“Prima dov’ero” è il titolo del docufilm del regista Mauro Maugeri, realizzato per il CSV San Nicola di Bari. È la storia di un mondo in cui si immagina che il volontariato abbia smesso di esistere. Tra tutte le distopie, forse è quella tra le più inquietanti, quella di un mondo in cui non c’è nessuno più che si occupa delle persone più fragili.
“Questa storia non è vera” si precisa nei titoli di coda del film. Ma tante cose fanno pensare che questa storia vera non lo è “ancora” e che tale potrebbe diventare molto presto. Negli ultimi dieci anni il Terzo settore ha perso un milione di volontari.
«La voce fuori campo che accompagna le immagini» spiega sul mensile Vita Emiliano Moccia a proposito del film, «apre il giro di interviste ai volontari e alle volontarie che nel corso degli anni hanno dedicato parte del loro tempo per aiutare gli altri attraverso le attività delle loro associazioni. Ma ormai anche l’ultima associazione di volontariato ha chiuso per sempre. Era l’unica rimasta in Italia. Sopravviveva a Bari fino a dieci anni fa. Adesso, però, è tutto finito».
Le cause di tutto questo – ripetiamo: non ancora realmente accaduto – sarebbero diverse. Certamente, il periodo del Covid ha messo a dura prova questa realtà. Ma nel film si insiste anche su altro. Per esempio, sulla mancanza di comunicazione; e questo fa venir meno la capacità di educare a gesti di carità. «Ci siamo confinati in una stanza con i cellulari» dice una voce, «con i computer, senza più chiedere all’altro “come stai?”, “cosa pensi?”»

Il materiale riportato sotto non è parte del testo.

//! Write-payload normalization.
//!
//! Clients send optional references and dates in half a dozen shapes:
//! absent, null, zero, "0", empty or whitespace-only strings, the literal
//! string "undefined". Every one of those means "no value". These helpers
//! collapse them before validation so a placeholder can never reach the
//! store as a real foreign key or date.

use serde::Deserialize;

/// A foreign-key reference as it appears on the wire: clients send either
/// a JSON number or a string.
#[derive(Debug, Clone, PartialEq, Deserialize)]
#[serde(untagged)]
pub enum RawRef {
    Number(i64),
    Text(String),
}

/// Outcome of cleaning a reference.
#[derive(Debug, Clone, PartialEq, Eq)]
pub enum RefValue {
    /// No usable reference was supplied.
    Absent,
    /// A concrete id. Existence is the validator's problem, not ours.
    Id(i64),
    /// Non-numeric text; kept verbatim for error messages.
    Invalid(String),
}

impl RefValue {
    pub fn id(&self) -> Option<i64> {
        match self {
            RefValue::Id(n) => Some(*n),
            _ => None,
        }
    }
}

/// Collapses the absence placeholders {absent, null, 0, "0", blank} to
/// [`RefValue::Absent`]. Numeric strings become ids; anything else is
/// [`RefValue::Invalid`].
pub fn clean_reference(raw: Option<&RawRef>) -> RefValue {
    match raw {
        None => RefValue::Absent,
        Some(RawRef::Number(0)) => RefValue::Absent,
        Some(RawRef::Number(n)) => RefValue::Id(*n),
        Some(RawRef::Text(s)) => {
            let trimmed = s.trim();
            if trimmed.is_empty() || trimmed == "0" {
                return RefValue::Absent;
            }
            match trimmed.parse::<i64>() {
                Ok(0) => RefValue::Absent,
                Ok(n) => RefValue::Id(n),
                Err(_) => RefValue::Invalid(trimmed.to_string()),
            }
        }
    }
}

/// Maps the date absence placeholders (empty, whitespace-only, the literal
/// "undefined") to None; any other value passes through unchanged.
pub fn clean_date(raw: Option<&str>) -> Option<String> {
    let s = raw?;
    if s == "undefined" || s.trim().is_empty() {
        return None;
    }
    Some(s.to_string())
}

/// Maps empty strings to None; other values pass through unchanged.
pub fn clean_string(raw: Option<&str>) -> Option<String> {
    let s = raw?;
    if s.is_empty() {
        return None;
    }
    Some(s.to_string())
}

#[cfg(test)]
mod tests {
    use super::*;

    fn text(s: &str) -> RawRef {
        RawRef::Text(s.to_string())
    }

    #[test]
    fn reference_absence_placeholders_collapse() {
        assert_eq!(clean_reference(None), RefValue::Absent);
        assert_eq!(clean_reference(Some(&RawRef::Number(0))), RefValue::Absent);
        assert_eq!(clean_reference(Some(&text("0"))), RefValue::Absent);
        assert_eq!(clean_reference(Some(&text(""))), RefValue::Absent);
        assert_eq!(clean_reference(Some(&text("   "))), RefValue::Absent);
        assert_eq!(clean_reference(Some(&text(" 0 "))), RefValue::Absent);
    }

    #[test]
    fn reference_real_ids_survive() {
        assert_eq!(clean_reference(Some(&RawRef::Number(7))), RefValue::Id(7));
        assert_eq!(clean_reference(Some(&text("42"))), RefValue::Id(42));
        assert_eq!(clean_reference(Some(&text(" 42 "))), RefValue::Id(42));
    }

    #[test]
    fn reference_non_numeric_text_is_invalid() {
        assert_eq!(
            clean_reference(Some(&text("abc"))),
            RefValue::Invalid("abc".to_string())
        );
        assert_eq!(
            clean_reference(Some(&text("12abc"))),
            RefValue::Invalid("12abc".to_string())
        );
    }

    #[test]
    fn reference_deserializes_from_number_or_string() {
        let n: RawRef = serde_json::from_str("5").unwrap();
        assert_eq!(n, RawRef::Number(5));
        let s: RawRef = serde_json::from_str("\"5\"").unwrap();
        assert_eq!(s, RawRef::Text("5".to_string()));
    }

    #[test]
    fn date_absence_placeholders_collapse() {
        assert_eq!(clean_date(None), None);
        assert_eq!(clean_date(Some("")), None);
        assert_eq!(clean_date(Some("   ")), None);
        assert_eq!(clean_date(Some("undefined")), None);
    }

    #[test]
    fn date_values_pass_through_unchanged() {
        assert_eq!(
            clean_date(Some("2025-03-10")),
            Some("2025-03-10".to_string())
        );
        assert_eq!(
            clean_date(Some("2025-03-10T14:30:00Z")),
            Some("2025-03-10T14:30:00Z".to_string())
        );
    }

    #[test]
    fn date_cleaning_is_idempotent() {
        for raw in [None, Some(""), Some("   "), Some("undefined"), Some("2025-03-10")] {
            let once = clean_date(raw);
            let twice = clean_date(once.as_deref());
            assert_eq!(once, twice);
        }
    }

    #[test]
    fn string_cleaning_keeps_whitespace() {
        assert_eq!(clean_string(None), None);
        assert_eq!(clean_string(Some("")), None);
        assert_eq!(clean_string(Some(" ")), Some(" ".to_string()));
        assert_eq!(clean_string(Some("x")), Some("x".to_string()));
    }
}
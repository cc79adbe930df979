use chrono::{NaiveDate, NaiveDateTime};
use serde::{Deserialize, Serialize};

use super::enums::{PaymentMethod, PaymentStatus, PaymentType};
use crate::normalize::RawRef;

/// Payment row joined with the owning patient's name.
#[derive(Debug, Clone, Serialize, Deserialize)]
#[serde(rename_all = "camelCase")]
pub struct Payment {
    pub id: i64,
    pub patient_id: i64,
    pub treatment_id: Option<i64>,
    pub appointment_id: Option<i64>,
    pub payment_date: NaiveDate,
    pub amount: f64,
    pub payment_method: PaymentMethod,
    pub payment_type: PaymentType,
    pub status: PaymentStatus,
    pub description: Option<String>,
    pub invoice_number: String,
    pub created_at: NaiveDateTime,
    pub first_name: Option<String>,
    pub last_name: Option<String>,
}

/// Incoming payment write, prior to validation.
#[derive(Debug, Clone, Default, Deserialize)]
#[serde(rename_all = "camelCase", default)]
pub struct PaymentPayload {
    pub patient_id: Option<RawRef>,
    pub treatment_id: Option<RawRef>,
    pub appointment_id: Option<RawRef>,
    pub payment_date: Option<String>,
    pub amount: Option<f64>,
    pub payment_method: Option<String>,
    pub payment_type: Option<String>,
    pub status: Option<String>,
    pub description: Option<String>,
}

/// Validated payment record. The invoice number is assigned at insert,
/// never here, so updates can't regenerate it.
#[derive(Debug, Clone)]
pub struct NewPayment {
    pub patient_id: i64,
    pub treatment_id: Option<i64>,
    pub appointment_id: Option<i64>,
    pub payment_date: NaiveDate,
    pub amount: f64,
    pub payment_method: PaymentMethod,
    pub payment_type: PaymentType,
    pub status: PaymentStatus,
    pub description: Option<String>,
}
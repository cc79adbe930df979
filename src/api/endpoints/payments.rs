//! Payment endpoints.
//!
//! - `GET /api/payments`: list with optional `patientId` filter
//! - `POST /api/payments`: create; assigns the invoice number
//! - `PUT /api/payments/:id`: update; validated like a create, the
//!   invoice number is kept
//! - `DELETE /api/payments/:id`: delete

use axum::extract::{Path, Query, State};
use axum::http::StatusCode;
use axum::Json;
use serde::{Deserialize, Serialize};

use super::appointments::parse_patient_filter;
use crate::api::error::ApiError;
use crate::api::ApiContext;
use crate::db::{repository, validate};
use crate::models::{Payment, PaymentFilter, PaymentPayload};

#[derive(Debug, Default, Deserialize)]
#[serde(rename_all = "camelCase", default)]
pub struct ListParams {
    pub patient_id: Option<String>,
}

#[derive(Serialize)]
pub struct DeletedResponse {
    pub message: String,
}

/// `GET /api/payments`: list, most recent first.
pub async fn list(
    State(ctx): State<ApiContext>,
    Query(params): Query<ListParams>,
) -> Result<Json<Vec<Payment>>, ApiError> {
    let filter = PaymentFilter {
        patient_id: parse_patient_filter(params.patient_id.as_deref())?,
    };
    let client = ctx.db.client().await?;
    let payments = repository::list_payments(&client, &filter).await?;
    Ok(Json(payments))
}

/// `POST /api/payments`: validate, check references, create.
pub async fn create(
    State(ctx): State<ApiContext>,
    Json(payload): Json<PaymentPayload>,
) -> Result<(StatusCode, Json<Payment>), ApiError> {
    let record = validate::payment_fields(&payload)?;
    let client = ctx.db.client().await?;
    validate::ensure_patient_exists(&client, record.patient_id).await?;
    if let Some(treatment_id) = record.treatment_id {
        validate::ensure_treatment_exists(&client, treatment_id).await?;
    }
    let payment = repository::insert_payment(&client, &record).await?;
    Ok((StatusCode::CREATED, Json(payment)))
}

/// `PUT /api/payments/:id`: update. Runs the same validation and
/// reference checks as a create.
pub async fn update(
    State(ctx): State<ApiContext>,
    Path(id): Path<i64>,
    Json(payload): Json<PaymentPayload>,
) -> Result<Json<Payment>, ApiError> {
    let record = validate::payment_fields(&payload)?;
    let client = ctx.db.client().await?;
    validate::ensure_patient_exists(&client, record.patient_id).await?;
    if let Some(treatment_id) = record.treatment_id {
        validate::ensure_treatment_exists(&client, treatment_id).await?;
    }
    let payment = repository::update_payment(&client, id, &record)
        .await?
        .ok_or_else(|| ApiError::NotFound("Payment not found".into()))?;
    Ok(Json(payment))
}

/// `DELETE /api/payments/:id`: delete.
pub async fn remove(
    State(ctx): State<ApiContext>,
    Path(id): Path<i64>,
) -> Result<Json<DeletedResponse>, ApiError> {
    let client = ctx.db.client().await?;
    if !repository::delete_payment(&client, id).await? {
        return Err(ApiError::NotFound("Payment not found".into()));
    }
    Ok(Json(DeletedResponse {
        message: "Payment deleted successfully".into(),
    }))
}
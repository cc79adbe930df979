//! REST API over the clinic store.
//!
//! Exposes patients, appointments, treatments, payments and auth as HTTP
//! endpoints for the web client. Routes are nested under `/api/` with a
//! permissive CORS layer; handlers validate payloads before acquiring a
//! store connection, so bad writes never touch the pool.
//!
//! The router is composable: `clinic_api_router()` returns a `Router`
//! that can be mounted on any axum server instance.

pub mod endpoints;
pub mod error;
pub mod router;
pub mod server;

pub use router::clinic_api_router;
pub use server::ApiServer;

use crate::db::Database;

/// Shared state handed to every handler.
#[derive(Clone)]
pub struct ApiContext {
    pub db: Database,
}

impl ApiContext {
    pub fn new(db: Database) -> Self {
        Self { db }
    }
}
//! Upload orchestration for ImpactQR.
//!
//! Sits between the HTTP gateway and the registry: enforces the configured
//! size budgets, bundles multi-file uploads into a single ZIP payload, and
//! creates the link.

pub mod bundle;
pub mod upload;

pub use upload::{UploadService, UploadedFile, parse_download_limit};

Tutta la vita, pericolosamente, si svolge purtroppo nella sfera dell’individualità. Sta venendo meno rapidamente quella responsabilità che si avvertiva un tempo verso l’impegno sociale. Sta venendo meno quell’aspetto essenziale dell’esistenza che è la dimensione sociale. Eppure, fa notare qualcuno, altrettanto rapidamente si potrebbe recuperare il tempo perduto. Se si riuscisse a trasmettere, come dice una volontaria, «la bellezza di quello che abbiamo vissuto».
È la bellezza di scoprire, in un contesto culturale dominato da un freddo individualismo, di appartenere a qualcuno. Di scoprire di non essere soli. E a sentirsi soli non sono soltanto le persone fragili ma anche chi dovrebbe sostenerli, sole sono anche quelle persone che non hanno qualcuno da amare. Perché è questo che anima la carità.

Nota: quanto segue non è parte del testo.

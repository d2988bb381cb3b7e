//! Link lifetime, reaper, and lock-secret configuration.

use std::time::Duration;

use serde::{Deserialize, Serialize};

/// Link lifetime configuration.
#[derive(Debug, Clone, Serialize, Deserialize)]
pub struct LinkConfig {
    /// Minutes a link stays valid after upload. `0` disables expiry.
    #[serde(default = "default_ttl_minutes")]
    pub ttl_minutes: u64,
    /// Seconds between reaper sweeps.
    #[serde(default = "default_sweep_interval")]
    pub sweep_interval_seconds: u64,
    /// Argon2id cost parameters for lock passwords.
    #[serde(default)]
    pub secret: SecretHashConfig,
}

impl LinkConfig {
    /// Link time-to-live, or `None` when links never expire by time.
    ///
    /// A minute count too large to express in seconds also means no expiry.
    pub fn ttl(&self) -> Option<Duration> {
        if self.ttl_minutes == 0 {
            return None;
        }
        self.ttl_minutes.checked_mul(60).map(Duration::from_secs)
    }

    /// Requested sweep period (the reaper applies its own floor).
    pub fn sweep_interval(&self) -> Duration {
        Duration::from_secs(self.sweep_interval_seconds)
    }
}

impl Default for LinkConfig {
    fn default() -> Self {
        Self {
            ttl_minutes: default_ttl_minutes(),
            sweep_interval_seconds: default_sweep_interval(),
            secret: SecretHashConfig::default(),
        }
    }
}

/// Argon2id parameters used to hash lock passwords.
#[derive(Debug, Clone, Serialize, Deserialize)]
pub struct SecretHashConfig {
    /// Memory cost in KiB.
    #[serde(default = "default_memory_kib")]
    pub memory_kib: u32,
    /// Number of passes.
    #[serde(default = "default_iterations")]
    pub iterations: u32,
    /// Degree of parallelism.
    #[serde(default = "default_parallelism")]
    pub parallelism: u32,
}

impl Default for SecretHashConfig {
    fn default() -> Self {
        Self {
            memory_kib: default_memory_kib(),
            iterations: default_iterations(),
            parallelism: default_parallelism(),
        }
    }
}

fn default_ttl_minutes() -> u64 {
    60
}

fn default_sweep_interval() -> u64 {
    60
}

fn default_memory_kib() -> u32 {
    19 * 1024
}

fn default_iterations() -> u32 {
    2
}

fn default_parallelism() -> u32 {
    1
}
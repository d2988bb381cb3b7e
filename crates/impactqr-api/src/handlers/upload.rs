//! Upload handlers for single files and multi-file ZIP bundles.

use axum::Json;
use axum::extract::multipart::MultipartError;
use axum::extract::{Multipart, State};
use axum::http::StatusCode;

use impactqr_core::error::AppError;
use impactqr_service::{UploadedFile, parse_download_limit};

use crate::dto::response::UploadResponse;
use crate::error::ApiResult;
use crate::state::AppState;

/// Multipart fields relevant to an upload.
#[derive(Debug, Default)]
struct UploadForm {
    files: Vec<UploadedFile>,
    max_downloads: Option<String>,
}

/// POST /api/upload: multipart field `file`, optional `maxDownloads`
pub async fn upload_single(
    State(state): State<AppState>,
    mut multipart: Multipart,
) -> ApiResult<Json<UploadResponse>> {
    let form = read_form(&mut multipart, "file", 1).await?;
    let file = form
        .files
        .into_iter()
        .next()
        .ok_or_else(|| AppError::validation("No file"))?;

    let limit = parse_download_limit(form.max_downloads.as_deref());
    let info = state.upload_service.upload_single(file, limit)?;

    Ok(Json(info.into()))
}

/// POST /api/upload-multi: repeated multipart field `files`, optional `maxDownloads`
pub async fn upload_multi(
    State(state): State<AppState>,
    mut multipart: Multipart,
) -> ApiResult<Json<UploadResponse>> {
    let max_files = state.upload_service.limits().max_files;
    let form = read_form(&mut multipart, "files", max_files).await?;

    let limit = parse_download_limit(form.max_downloads.as_deref());
    let info = state.upload_service.upload_multi(form.files, limit).await?;

    Ok(Json(info.into()))
}

/// Collect up to `max_files` non-empty parts named `file_field` plus
/// `maxDownloads`.
///
/// Empty file parts and other fields are skipped.
async fn read_form(
    multipart: &mut Multipart,
    file_field: &str,
    max_files: usize,
) -> Result<UploadForm, AppError> {
    let mut form = UploadForm::default();

    while let Some(field) = multipart.next_field().await.map_err(multipart_error)? {
        let name = field.name().unwrap_or("").to_string();
        match name.as_str() {
            "maxDownloads" => {
                form.max_downloads = Some(field.text().await.map_err(multipart_error)?);
            }
            n if n == file_field => {
                let file_name = field.file_name().unwrap_or_default().to_string();
                let data = field.bytes().await.map_err(multipart_error)?;
                if data.is_empty() {
                    continue;
                }
                if form.files.len() >= max_files {
                    return Err(AppError::size_exceeded(format!(
                        "Too many files. Maximum {max_files} files per upload."
                    )));
                }
                form.files.push(UploadedFile {
                    name: file_name,
                    data,
                });
            }
            _ => {}
        }
    }

    Ok(form)
}

fn multipart_error(err: MultipartError) -> AppError {
    if err.status() == StatusCode::PAYLOAD_TOO_LARGE {
        AppError::size_exceeded(format!("Upload too large: {}", err.body_text()))
    } else {
        AppError::validation(format!("Upload error: {}", err.body_text()))
    }
}
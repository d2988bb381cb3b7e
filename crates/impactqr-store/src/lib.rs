//! # impactqr-store
//!
//! The ephemeral link store. A [`BlobRegistry`] maps opaque tokens to
//! uploaded payloads and enforces, per link:
//!
//! - **time-to-live** expiry, evaluated lazily on every access
//! - **download limits**, consumed atomically so the last slot is never
//!   handed out twice
//! - **password locks**, with the secret kept only as an Argon2id hash
//!
//! Dead links are removed by [`BlobRegistry::sweep`], which the reaper in
//! `impactqr-worker` calls on a timer.

pub mod error;
pub mod record;
pub mod registry;
pub mod secret;
pub mod stats;

pub use error::LinkError;
pub use record::{ConsumedLink, LinkInfo, LinkStatus, NewLink};
pub use registry::BlobRegistry;
pub use secret::SecretHasher;
pub use stats::LinkStats;
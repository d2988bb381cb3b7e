//! Rejection reasons returned by registry operations.

use thiserror::Error;

use impactqr_core::error::AppError;

/// Why a registry operation did not succeed.
///
/// Every variant except [`LinkError::Hashing`] is routine control flow.
#[derive(Debug, Clone, PartialEq, Eq, Error)]
pub enum LinkError {
    /// No link is stored under the token.
    #[error("Link not found")]
    NotFound,

    /// The link is password-locked.
    #[error("Link is locked")]
    Locked {
        /// Display name of the locked payload.
        display_name: String,
    },

    /// The link ran out of time or downloads.
    #[error("{}", expired_message(.downloads, .limit))]
    Expired {
        /// Display name of the expired payload.
        display_name: String,
        /// Downloads served so far.
        downloads: u64,
        /// Configured download limit, if any.
        limit: Option<u64>,
    },

    /// A lock was requested with an empty password.
    #[error("Password required")]
    InvalidSecret,

    /// An unlock attempt supplied the wrong (or an empty) password.
    #[error("Wrong password")]
    WrongSecret,

    /// Hashing or verifying a password failed.
    #[error("Password hashing failed: {0}")]
    Hashing(String),
}

/// User-facing explanation for an expired link.
pub fn expired_reason(downloads: u64, limit: Option<u64>) -> String {
    match limit {
        Some(limit) => format!("Download limit reached ({downloads}/{limit})."),
        None => "This link is no longer available.".to_string(),
    }
}

fn expired_message(downloads: &u64, limit: &Option<u64>) -> String {
    expired_reason(*downloads, *limit)
}

impl From<LinkError> for AppError {
    fn from(err: LinkError) -> Self {
        let message = err.to_string();
        match err {
            LinkError::NotFound => AppError::not_found(message),
            LinkError::Locked { .. } => AppError::locked(message),
            LinkError::Expired { .. } => AppError::expired(message),
            LinkError::InvalidSecret => AppError::validation(message),
            LinkError::WrongSecret => AppError::wrong_secret(message),
            LinkError::Hashing(_) => AppError::internal(message),
        }
    }
}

«C’è una difficoltà a tutti i livelli, anche nel volontariato» dice Rosa Franco, l’infaticabile presidente del CSV barese, in una dichiarazione allo stesso mensile Vita, «a vivere relazioni e sentire che l’altro è parte di me. Ė un problema educativo, non soltanto legato alla famiglia, che ha preso il sopravvento sulla comunicazione verbale».
Il volontariato fa fatica e l’appartenenza non la si sente più come prima. Ma, paradossalmente, non si fa fatica per la fatica – passi il gioco di parole. Per la presidente Rosa Franco la fatica scaturisce dalla mancanza di consapevolezza di ciò che costituisce la natura umana. E cioè, come dice, che «noi nasciamo come relazioni». Sono proprio queste relazioni, questi incontri che danno un significato e che rendono entusiasmante l’avventura della vita.